Post by jhogue » Fri May 22, 2020 10:31 am

Xan wrote:
Wed May 20, 2020 2:06 pm
I personally favor having a separate PP in each tax category. In other words, one PP for taxable, another for traditional IRA, and another for Roth IRA.

The IRA money won't/can't be touched for quite a long time. What are everyone's thoughts on dialing back the cash percentage in IRA PPs?
I started my HBPP with the idea of placing a PP in taxable, tax deferred, and tax-free (Roth) each. I have moved away from that concept over time.

I think it is essential to realize that tax efficient placement of HBPP assets is highly personalized. 401k, 457b, T-IRA, Roth IRA, inherited IRA, etc. each have different tax treatment and everyone does not have access to the same type of accounts. The age of the investor matters too.

Most of my stocks (88%) are now in Roth IRAs. Most of my T-bonds are in T-IRA (86%). Cash and gold are both split between taxable and T-IRAs, with a growing portion of Cash in tax deferred savings bonds. This seems most tax efficient for me, but I can see why other investors’ portfolios could differ with their particular circumstances.

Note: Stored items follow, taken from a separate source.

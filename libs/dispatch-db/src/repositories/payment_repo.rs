use async_trait::async_trait;
use sqlx::{PgPool, Row, postgres::PgRow};
use uuid::Uuid;

use super::PaymentStore;
use crate::error::{StoreError, StoreResult};
use crate::models::payment::{Payment, PaymentStatus};

#[derive(Debug, Clone)]
pub struct PaymentRepository {
    pool: PgPool,
}

impl PaymentRepository {
    pub fn new(pool: PgPool) -> Self {
        Self { pool }
    }

    fn row_to_payment(row: &PgRow) -> StoreResult<Payment> {
        let status: String = row.try_get("status")?;
        Ok(Payment {
            id: row.try_get::<Uuid, _>("id")?,
            order_id: row.try_get::<i64, _>("order_id")?,
            status: status.parse::<PaymentStatus>().map_err(StoreError::Decode)?,
            confirmation_url: row.try_get::<String, _>("confirmation_url")?,
        })
    }
}

#[async_trait]
impl PaymentStore for PaymentRepository {
    async fn payment_create(&self, payment: &Payment) -> StoreResult<()> {
        sqlx::query(
            r#"
            INSERT INTO payments (id, order_id, status, confirmation_url)
            VALUES ($1, $2, $3, $4)
            "#,
        )
        .bind(payment.id)
        .bind(payment.order_id)
        .bind(payment.status.as_str())
        .bind(&payment.confirmation_url)
        .execute(&self.pool)
        .await
        .map_err(|e| match e {
            sqlx::Error::Database(db) if db.is_unique_violation() => {
                StoreError::Conflict(format!("payment {}", payment.id))
            }
            e => StoreError::Database(e),
        })?;
        Ok(())
    }

    async fn payment_set_status(&self, payment_id: Uuid, status: PaymentStatus) -> StoreResult<()> {
        let result = sqlx::query("UPDATE payments SET status = $2 WHERE id = $1")
            .bind(payment_id)
            .bind(status.as_str())
            .execute(&self.pool)
            .await?;

        if result.rows_affected() != 1 {
            return Err(StoreError::NotFound);
        }
        Ok(())
    }

    async fn payment_get(&self, payment_id: Uuid) -> StoreResult<Payment> {
        let row = sqlx::query(
            "SELECT id, order_id, status, confirmation_url FROM payments WHERE id = $1",
        )
        .bind(payment_id)
        .fetch_optional(&self.pool)
        .await?
        .ok_or(StoreError::NotFound)?;
        Self::row_to_payment(&row)
    }

    async fn payments_for_check(&self) -> StoreResult<Vec<Payment>> {
        let rows = sqlx::query(
            r#"
            SELECT id, order_id, status, confirmation_url
            FROM payments
            WHERE status = $1
            ORDER BY created_at
            "#,
        )
        .bind(PaymentStatus::Pending.as_str())
        .fetch_all(&self.pool)
        .await?;
        rows.iter().map(Self::row_to_payment).collect()
    }
}
//! Notification dispatch for consent proposal state changes.
//!
//! Delivery is best-effort: a failing sender is logged and never affects
//! engine state.

#![forbid(unsafe_code)]

pub mod senders;
mod service;
mod types;

pub use senders::{InMemorySender, LoggingSender, WebhookSender};
pub use service::{NotificationError, NotificationSender, NotificationService, RetryPolicy};
pub use types::{
    notification_type_name, AcknowledgmentProgressNotification, CoolingPeriodNotification,
    Notification, NotificationRecord, NotificationStatus, ProposalCreatedNotification,
    ProposalResolvedNotification,
};

#[cfg(test)]
mod tests {
    use super::*;
    use std::sync::atomic::{AtomicU32, Ordering};
    use std::sync::Arc;
    use std::time::Duration;
    use uuid::Uuid;

    struct FlakySender {
        fail_count: AtomicU32,
    }

    impl FlakySender {
        fn failing_n_times(n: u32) -> Self {
            Self {
                fail_count: AtomicU32::new(n),
            }
        }
    }

    #[async_trait::async_trait]
    impl NotificationSender for FlakySender {
        fn channel_type(&self) -> &str {
            "flaky"
        }

        async fn send(
            &self,
            _notification: &Notification,
            _recipient: &str,
        ) -> std::result::Result<(), NotificationError> {
            if self.fail_count.load(Ordering::SeqCst) > 0 {
                self.fail_count.fetch_sub(1, Ordering::SeqCst);
                Err(NotificationError::Retryable("test failure".into()))
            } else {
                Ok(())
            }
        }
    }

    fn sample_notification() -> Notification {
        Notification::ProposalCreated(ProposalCreatedNotification {
            proposal_id: Uuid::new_v4(),
            family_id: "fam-1".into(),
            subject_type: "safety_setting".into(),
            proposer_id: "alice".into(),
            expires_at: None,
        })
    }

    #[tokio::test]
    async fn test_send_records_success() {
        let service = NotificationService::new();
        service.register_sender(Arc::new(InMemorySender::new()));

        let record = service
            .send("memory", &sample_notification(), "bob")
            .await
            .unwrap();
        assert_eq!(record.status, NotificationStatus::Sent);
    }

    #[tokio::test]
    async fn test_record_carries_proposal_context() {
        let service = NotificationService::new();
        service.register_sender(Arc::new(InMemorySender::new()));

        let notification = sample_notification();
        let record = service
            .send("memory", &notification, "bob")
            .await
            .unwrap();

        // Proposal context on the record comes from the payload, not the
        // caller.
        assert_eq!(record.proposal_id, notification.proposal_id());
        assert_eq!(record.notification_type, "proposal_created");
        assert_eq!(
            service.records_for(&notification.proposal_id()).len(),
            1
        );
    }

    #[tokio::test]
    async fn test_retry_recovers_from_transient_failures() {
        let service = NotificationService::new().with_retry_policy(RetryPolicy {
            max_attempts: 3,
            initial_delay: Duration::from_millis(1),
            max_delay: Duration::from_millis(5),
        });
        service.register_sender(Arc::new(FlakySender::failing_n_times(2)));

        let result = service.send("flaky", &sample_notification(), "bob").await;
        assert!(result.is_ok());
    }

    #[tokio::test]
    async fn test_unknown_channel_fails() {
        let service = NotificationService::new();
        let err = service
            .send("missing", &sample_notification(), "bob")
            .await
            .unwrap_err();
        assert!(matches!(err, NotificationError::ChannelNotConfigured(_)));
    }
}
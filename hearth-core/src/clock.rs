#![forbid(unsafe_code)]

use chrono::{DateTime, Duration, Utc};
use std::sync::RwLock;

/// All deadline math in the engine routes through this trait so tests can
/// drive time deterministically.
pub trait Clock: Send + Sync {
    fn now(&self) -> DateTime<Utc>;
}

#[derive(Debug, Clone, Copy, Default)]
pub struct SystemClock;

impl Clock for SystemClock {
    fn now(&self) -> DateTime<Utc> {
        Utc::now()
    }
}

/// Manually-advanced clock for tests.
pub struct ManualClock {
    current: RwLock<DateTime<Utc>>,
}

impl ManualClock {
    pub fn new(start: DateTime<Utc>) -> Self {
        Self {
            current: RwLock::new(start),
        }
    }

    pub fn advance(&self, by: Duration) {
        let mut current = self.current.write().expect("lock poisoned");
        *current = *current + by;
    }

    pub fn set(&self, to: DateTime<Utc>) {
        let mut current = self.current.write().expect("lock poisoned");
        *current = to;
    }
}

impl Clock for ManualClock {
    fn now(&self) -> DateTime<Utc> {
        *self.current.read().expect("lock poisoned")
    }
}

#[cfg(test)]
mod tests {
    use super::*;

    #[test]
    fn test_manual_clock_advance() {
        let clock = ManualClock::new(Utc::now());
        let before = clock.now();
        clock.advance(Duration::hours(3));
        assert_eq!(clock.now() - before, Duration::hours(3));
    }
}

I think we are having this discussion in part because interest rates on half of the portfolio are now close to zero, so STT and LTT placement seems increasingly irrelevant.
“Groucho Marx wrote:
A stock trader asked him, "Groucho, where do you put all your money?" Groucho was said to have replied, "In Treasury bonds", and the trader said, "You can't make much money on those." Groucho said, "You can if you have enough of them!"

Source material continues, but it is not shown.